Dr. Dimitra Dodou (Dept. of BioMechanical Engineering) received her PhD in 2006 (cum laude). After a postdoctoral stay at Max Planck Institute for Metal Research, she was awarded an NWO-Veni grant (2009) to investigate the role of morphology of the attachment apparatuses of echinoderms in underwater adhesion and emulate these for soft tissue adhesion. She became assistant professor in 2008 and associate professor in 2017. Her present research interests encompass the development of adhesives and adhesive methods that allow for the effective manipulation of soft and wet biological tissue.

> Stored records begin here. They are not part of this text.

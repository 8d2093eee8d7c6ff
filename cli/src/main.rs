//! Body Metrics CLI
//!
//! Collects the calculator fields from flags or prompts, validates them with
//! the shared form rules and prints the results panel.

use anyhow::{bail, Result};
use body_metrics_cli::{args::Cli, config::AppConfig, prompt, render};
use body_metrics_engine::{calculator, CalculatorForm};
use clap::Parser;
use std::io::{self, IsTerminal};
use tracing::{debug, error, info};
use tracing_subscriber::{layer::SubscriberExt, util::SubscriberInitExt};

const EXIT_SUCCESS: i32 = 0;
const EXIT_FAILURE: i32 = 1;
const EXIT_CONFIG: i32 = 2;

fn main() {
    // Load environment variables from .env file
    dotenvy::dotenv().ok();

    let cli = Cli::parse();

    let mut config = match AppConfig::load(cli.config.as_deref()) {
        Ok(config) => config,
        Err(e) => {
            eprintln!("Config error: {:#}", e);
            std::process::exit(EXIT_CONFIG);
        }
    };
    if let Some(format) = cli.format {
        config.output.format = format;
    }

    init_tracing(&config, cli.verbose);

    let code = match run(&cli, &config) {
        Ok(()) => EXIT_SUCCESS,
        Err(e) => {
            error!(error = %e, "Calculation failed");
            eprintln!("Error: {:#}", e);
            EXIT_FAILURE
        }
    };
    std::process::exit(code);
}

fn run(cli: &Cli, config: &AppConfig) -> Result<()> {
    let mut form = CalculatorForm::new();
    cli.apply_to_form(&mut form);

    let missing = prompt::missing_fields(&form);
    if !missing.is_empty() {
        if cli.no_input || !io::stdin().is_terminal() {
            let names: Vec<&str> = missing.iter().map(|f| f.name()).collect();
            bail!("Missing fields: {}", names.join(", "));
        }
        debug!(count = missing.len(), "Prompting for missing fields");
        let stdin = io::stdin();
        prompt::prompt_missing(&mut form, &mut stdin.lock(), &mut io::stdout())?;
    }

    let input = match form.submit() {
        Ok(input) => input,
        Err(errors) => {
            for err in &errors {
                eprintln!("  {}", err.user_message());
            }
            bail!("{} field(s) failed validation", errors.len());
        }
    };
    debug!(?input, "Validated input");

    let result = calculator::compute(&input)?;
    info!(
        bmi = result.bmi,
        maintain = result.calories.maintain,
        status = %result.weight_difference.status,
        days = result.diet_duration_days,
        "Computed body metrics"
    );

    println!("{}", render::render(&result, &config.output)?);
    Ok(())
}

/// Initialize tracing/logging on stderr
fn init_tracing(config: &AppConfig, verbose: bool) {
    let env_filter = tracing_subscriber::EnvFilter::try_from_default_env().unwrap_or_else(|_| {
        if verbose {
            "body_metrics=debug,body_metrics_cli=debug".into()
        } else {
            config.logging.filter.as_str().into()
        }
    });

    let subscriber = tracing_subscriber::registry().with(env_filter);

    if config.json_logs() {
        // JSON logging for production (better for log aggregation)
        subscriber
            .with(tracing_subscriber::fmt::layer().json().with_writer(io::stderr))
            .init();
    } else {
        subscriber
            .with(tracing_subscriber::fmt::layer().pretty().with_writer(io::stderr))
            .init();
    }
}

The cohesion projects were launched in 2014 based on an idea by Dean Theun Baller, the aim of which is to encourage interdisciplinary cooperation within the faculty. A good engineer, after all, is inherently good at working with others, and most innovations take place on the cutting edge of disciplines. The cohesion projects give young researchers the opportunity to ask for funding for projects, on the condition that they work together with colleagues within the faculty and outside their own discipline. Mechanical Engineering, Maritime Technology and Materials Science have proven to be extremely suitable for unexpected cross-overs with surprising outcomes.